ECLI:NL:RBGEL:2017:2804
Rechtbank Gelderland
- Voorlopige voorziening
- Rechtspraak.nl
Intrekking verzoek voorlopige voorziening en proceskostenvergoeding in belastingzaak
In deze zaak heeft verzoeker op 5 december 2016 een verzoek om een voorlopige voorziening ingediend in het kader van een bezwaarprocedure. De inspecteur van de Belastingdienst heeft op 19 december 2016 uitspraak op bezwaar gedaan, waartegen verzoeker op 16 januari 2017 beroep heeft ingesteld. Het verzoek om voorlopige voorziening is behandeld op 19 januari 2017, waarbij verzoeker werd vertegenwoordigd door zijn gemachtigde en mr. [A]. De inspecteur werd vertegenwoordigd door mr. [gemachtigde] en drs. [B].

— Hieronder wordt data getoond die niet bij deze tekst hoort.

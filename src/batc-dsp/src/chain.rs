// SPDX-FileCopyrightText: 2026 Stanislaw Grams <stanislawgrams@gmail.com>
//
// SPDX-License-Identifier: BSD-2-Clause

//! Fixed IIR cascade applied to each channel of the sensor stream.
//!
//! Three groups of four biquad sections each: an 8th-order low-pass around
//! 100 Hz, an 8th-order high-pass around 1 Hz, and a band-stop notch at
//! 59-61 Hz for mains hum. Coefficients are fixed design-time constants;
//! reproducing them digit-for-digit is required for output compatibility
//! with the device vendor's reference traces.

use crate::biquad::Biquad;

/// Coefficient rows are `[b0, b1, b2, a1, a2]` with a0 normalized to 1.
type SectionRow = [f64; 5];

// 8th-order low-pass, ~100 Hz cutoff.
const LOW_PASS_SECTIONS: [SectionRow; 4] = [
    [0.8115, 1.6229, 0.8115, 1.4516, 0.7943],
    [0.6818, 1.3637, 0.6818, 1.2197, 0.5077],
    [0.6076, 1.2151, 0.6076, 1.0869, 0.3434],
    [0.5737, 1.1475, 0.5737, 1.0264, 0.2686],
];

// 8th-order high-pass, ~1 Hz cutoff.
const HIGH_PASS_SECTIONS: [SectionRow; 4] = [
    [0.9950, -1.9899, 0.9950, -1.9896, 0.9902],
    [0.9861, -1.9722, 0.9861, -1.9718, 0.9725],
    [0.9794, -1.9588, 0.9794, -1.9584, 0.9591],
    [0.9758, -1.9516, 0.9758, -1.9513, 0.9519],
];

// Band-stop, 59-61 Hz.
const NOTCH_SECTIONS: [SectionRow; 4] = [
    [0.9902, -0.1244, 0.9902, -0.1703, 0.9810],
    [0.9902, -0.1244, 0.9902, -0.0785, 0.9809],
    [0.9773, -0.1228, 0.9773, -0.1415, 0.9546],
    [0.9773, -0.1228, 0.9773, -0.1040, 0.9546],
];

/// Cascade of biquad sections for one channel.
///
/// Groups are concatenated low-pass, then high-pass, then notch; each group
/// can be left out at construction. Processing is section-major: each
/// section runs across the whole buffer before the next section starts, so
/// a section's state only ever reflects input already shaped by the
/// sections before it.
#[derive(Debug, Clone)]
pub struct FilterChain {
    sections: Vec<Biquad>,
}

impl Default for FilterChain {
    fn default() -> Self {
        Self::new(true, true, true)
    }
}

impl FilterChain {
    /// Build a chain from the enabled coefficient groups.
    pub fn new(low_pass: bool, high_pass: bool, notch: bool) -> Self {
        let mut sections = Vec::new();
        if low_pass {
            push_group(&mut sections, &LOW_PASS_SECTIONS);
        }
        if high_pass {
            push_group(&mut sections, &HIGH_PASS_SECTIONS);
        }
        if notch {
            push_group(&mut sections, &NOTCH_SECTIONS);
        }
        Self { sections }
    }

    /// Number of active biquad sections.
    pub fn section_count(&self) -> usize {
        self.sections.len()
    }

    /// Filter a buffer in place, keeping per-section state for the next call.
    pub fn process_in_place(&mut self, buffer: &mut [f64]) {
        if buffer.is_empty() {
            return;
        }
        for section in &mut self.sections {
            section.process_in_place(buffer);
        }
    }

    /// Zero every section's state.
    pub fn reset(&mut self) {
        for section in &mut self.sections {
            section.reset();
        }
    }
}

fn push_group(sections: &mut Vec<Biquad>, group: &[SectionRow; 4]) {
    for row in group {
        sections.push(Biquad::new([row[0], row[1], row[2]], [row[3], row[4]]));
    }
}

#[cfg(test)]
mod tests {
    use super::*;
    use std::f64::consts::PI;

    const SAMPLE_RATE: f64 = 250.0;

    fn sine(freq_hz: f64, len: usize) -> Vec<f64> {
        (0..len)
            .map(|n| (2.0 * PI * freq_hz * n as f64 / SAMPLE_RATE).sin())
            .collect()
    }

    fn rms(samples: &[f64]) -> f64 {
        (samples.iter().map(|x| x * x).sum::<f64>() / samples.len() as f64).sqrt()
    }

    #[test]
    fn test_section_counts() {
        assert_eq!(FilterChain::default().section_count(), 12);
        assert_eq!(FilterChain::new(true, false, false).section_count(), 4);
        assert_eq!(FilterChain::new(false, false, false).section_count(), 0);
    }

    #[test]
    fn test_zero_input_zero_output() {
        let mut chain = FilterChain::default();
        let mut buffer = vec![0.0; 520];
        chain.process_in_place(&mut buffer);
        assert!(buffer.iter().all(|&x| x == 0.0));
    }

    #[test]
    fn test_all_disabled_is_identity() {
        let mut chain = FilterChain::new(false, false, false);
        let original = sine(13.0, 200);
        let mut buffer = original.clone();
        chain.process_in_place(&mut buffer);
        assert_eq!(buffer, original);
    }

    #[test]
    fn test_reset_replays_identically() {
        let input = sine(7.0, 400);

        let mut chain = FilterChain::default();
        let mut first = input.clone();
        chain.process_in_place(&mut first);

        chain.reset();
        let mut second = input.clone();
        chain.process_in_place(&mut second);

        let mut fresh = FilterChain::default();
        let mut third = input.clone();
        fresh.process_in_place(&mut third);

        assert_eq!(first, second);
        assert_eq!(first, third);
    }

    #[test]
    fn test_high_pass_suppresses_dc() {
        let mut chain = FilterChain::default();
        let mut buffer = vec![1.0; 4000];
        chain.process_in_place(&mut buffer);
        // Leave room for the transient, then expect the offset gone.
        assert!(rms(&buffer[3900..]) < 0.05);
    }

    #[test]
    fn test_notch_attenuates_mains_hum() {
        let mut pass_chain = FilterChain::default();
        let mut in_band = sine(10.0, 2000);
        pass_chain.process_in_place(&mut in_band);

        let mut stop_chain = FilterChain::default();
        let mut hum = sine(60.0, 2000);
        stop_chain.process_in_place(&mut hum);

        let rms_pass = rms(&in_band[1500..]);
        let rms_stop = rms(&hum[1500..]);
        assert!(
            rms_pass > 3.0 * rms_stop,
            "10 Hz rms {rms_pass} vs 60 Hz rms {rms_stop}"
        );
    }

    #[test]
    fn test_chunked_equals_whole_buffer() {
        let input = sine(25.0, 390);

        let mut whole = FilterChain::default();
        let mut expected = input.clone();
        whole.process_in_place(&mut expected);

        let mut chunked = FilterChain::default();
        let mut actual = input.clone();
        for chunk in actual.chunks_mut(130) {
            chunked.process_in_place(chunk);
        }

        assert_eq!(expected, actual);
    }
}
// SPDX-FileCopyrightText: 2026 Stanislaw Grams <stanislawgrams@gmail.com>
//
// SPDX-License-Identifier: BSD-2-Clause

use std::fmt;

use serde::{Deserialize, Serialize};

/// Where the byte stream comes from.
#[derive(Debug, Clone, Copy, PartialEq, Eq, Serialize, Deserialize)]
pub enum SourceKind {
    /// A real sensor on a serial port.
    Physical,
    /// The in-process demo generator.
    Synthetic,
}

impl fmt::Display for SourceKind {
    fn fmt(&self, f: &mut fmt::Formatter<'_>) -> fmt::Result {
        match self {
            Self::Physical => write!(f, "physical"),
            Self::Synthetic => write!(f, "synthetic"),
        }
    }
}

/// Lifecycle phase, the coarse projection of the state machine.
#[derive(Debug, Clone, Copy, Default, PartialEq, Eq, Serialize, Deserialize)]
pub enum AcqPhase {
    #[default]
    Disconnected,
    Connected,
    Transmitting,
}

impl fmt::Display for AcqPhase {
    fn fmt(&self, f: &mut fmt::Formatter<'_>) -> fmt::Result {
        match self {
            Self::Disconnected => write!(f, "Disconnected"),
            Self::Connected => write!(f, "Connected"),
            Self::Transmitting => write!(f, "Transmitting"),
        }
    }
}

/// Read-only state snapshot shared with consumers on every transition.
#[derive(Debug, Clone, Default, Serialize)]
pub struct AcqSnapshot {
    pub phase: AcqPhase,
    /// Active source while connected, `None` when disconnected.
    #[serde(skip_serializing_if = "Option::is_none")]
    pub source: Option<SourceKind>,
    /// Configured serial port path.
    #[serde(skip_serializing_if = "Option::is_none")]
    pub port: Option<String>,
}

impl AcqSnapshot {
    pub fn is_connected(&self) -> bool {
        self.phase != AcqPhase::Disconnected
    }

    pub fn is_transmitting(&self) -> bool {
        self.phase == AcqPhase::Transmitting
    }
}
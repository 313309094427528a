// SPDX-FileCopyrightText: 2026 Stanislaw Grams <stanislawgrams@gmail.com>
//
// SPDX-License-Identifier: BSD-2-Clause

//! Frame-to-output stage owned by the read loop.

use tokio::sync::broadcast;

use batc_core::wire::{decode_frame, FRAME_LEN};
use batc_core::{Spectrum, WaveBlock};
use batc_dsp::{ChannelOutput, ChannelPipeline};

use crate::history;

/// Decodes frames and drives both channel pipelines in lockstep.
///
/// Every frame carries the same number of points for each channel, so the
/// two pipelines always complete wave blocks and spectra together and
/// their outputs can be paired positionally.
pub struct SignalPipeline {
    channels: [ChannelPipeline; 2],
    wave_tx: broadcast::Sender<WaveBlock>,
    spectrum_tx: broadcast::Sender<Spectrum>,
}

impl SignalPipeline {
    pub fn new(
        low_pass: bool,
        high_pass: bool,
        notch: bool,
        wave_tx: broadcast::Sender<WaveBlock>,
        spectrum_tx: broadcast::Sender<Spectrum>,
    ) -> Self {
        Self {
            channels: [
                ChannelPipeline::new(low_pass, high_pass, notch),
                ChannelPipeline::new(low_pass, high_pass, notch),
            ],
            wave_tx,
            spectrum_tx,
        }
    }

    /// Decode one frame, advance both channels, publish whatever completed.
    ///
    /// Publication is fire-and-forget: lagging or absent subscribers never
    /// block the read loop.
    pub fn process_frame(&mut self, frame: &[u8; FRAME_LEN]) {
        let grid = decode_frame(frame);
        let out1 = self.channels[0].push_samples(&grid[0]);
        let out2 = self.channels[1].push_samples(&grid[1]);
        self.publish(out1, out2);
    }

    fn publish(&self, ch1: ChannelOutput, ch2: ChannelOutput) {
        for (w1, w2) in ch1.waves.into_iter().zip(ch2.waves) {
            let block = WaveBlock { channels: [w1, w2] };
            history::record_wave_block(&block);
            let _ = self.wave_tx.send(block);
        }
        for (s1, s2) in ch1.spectra.into_iter().zip(ch2.spectra) {
            let spectrum = Spectrum { channels: [s1, s2] };
            history::record_spectrum(&spectrum);
            let _ = self.spectrum_tx.send(spectrum);
        }
    }
}

#[cfg(test)]
mod tests {
    use super::*;
    use batc_core::wire::{encode_frame, CHANNELS, POINTS_PER_FRAME};
    use batc_dsp::spectrum::SPECTRUM_BINS;

    fn zero_frame() -> [u8; FRAME_LEN] {
        encode_frame(&[[0.0; POINTS_PER_FRAME]; CHANNELS])
    }

    fn test_pipeline() -> (
        SignalPipeline,
        broadcast::Receiver<WaveBlock>,
        broadcast::Receiver<Spectrum>,
    ) {
        let (wave_tx, wave_rx) = broadcast::channel(64);
        let (spectrum_tx, spectrum_rx) = broadcast::channel(64);
        let pipeline = SignalPipeline::new(true, true, true, wave_tx, spectrum_tx);
        (pipeline, wave_rx, spectrum_rx)
    }

    #[test]
    fn test_zero_frames_publish_after_warm_up() {
        let _guard = history::history_test_guard()
            .lock()
            .unwrap_or_else(|e| e.into_inner());

        let (mut pipeline, mut wave_rx, mut spectrum_rx) = test_pipeline();

        // 30 frames deliver 1050 samples per channel: 8 full batches.
        for _ in 0..30 {
            pipeline.process_frame(&zero_frame());
        }

        let mut waves = Vec::new();
        while let Ok(block) = wave_rx.try_recv() {
            waves.push(block);
        }
        assert_eq!(waves.len(), 4);
        for block in &waves {
            for channel in &block.channels {
                assert_eq!(channel.len(), 130);
                assert!(channel.iter().all(|&x| x == 0.0));
            }
        }

        let mut spectra = Vec::new();
        while let Ok(spectrum) = spectrum_rx.try_recv() {
            spectra.push(spectrum);
        }
        assert_eq!(spectra.len(), 2);
        for spectrum in &spectra {
            for channel in &spectrum.channels {
                assert_eq!(channel.len(), SPECTRUM_BINS);
            }
        }
    }

    #[test]
    fn test_publish_without_subscribers_is_harmless() {
        let _guard = history::history_test_guard()
            .lock()
            .unwrap_or_else(|e| e.into_inner());

        let (wave_tx, _) = broadcast::channel(64);
        let (spectrum_tx, _) = broadcast::channel(64);
        let mut pipeline = SignalPipeline::new(true, true, true, wave_tx, spectrum_tx);
        for _ in 0..30 {
            pipeline.process_frame(&zero_frame());
        }
    }
}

Op 23 januari 2017 heeft de inspecteur aan verzoeker het voornemen kenbaar gemaakt tot het opleggen van een aanslag recht van schenking over 2009. Verzoeker heeft vervolgens op 26 januari 2017 het verzoek om voorlopige voorziening ingetrokken en verzocht om een proceskostenvergoeding. De rechtbank heeft de inspecteur in de gelegenheid gesteld om op dit verzoek te reageren, wat op 24 maart 2017 is gebeurd. De zitting over de proceskosten vond plaats op 9 mei 2017, waarbij wederom mr. [A] voor verzoeker en mr. [gemachtigde] en drs. [B] voor de inspecteur aanwezig waren.
De voorzieningenrechter heeft overwogen dat op grond van artikel 8:75a van de Algemene wet bestuursrecht (Awb) de rechtbank in geval van intrekking van het beroep kan besluiten tot proceskostenvergoeding als het bestuursorgaan tegemoet is gekomen aan de indiener. De rechtbank heeft vastgesteld dat verzoeker het verzoek heeft ingetrokken in de veronderstelling dat de inspecteur tegemoet was gekomen, maar dat dit niet aannemelijk is geworden. De rechtbank concludeert dat er geen grond is voor toekenning van de proceskostenvergoeding, omdat de inspecteur niet daadwerkelijk tegemoet is gekomen aan het verzoek van verzoeker.
De voorzieningenrechter heeft het verzoek om proceskostenveroordeling afgewezen, en deze uitspraak is openbaar uitgesproken op 23 mei 2017.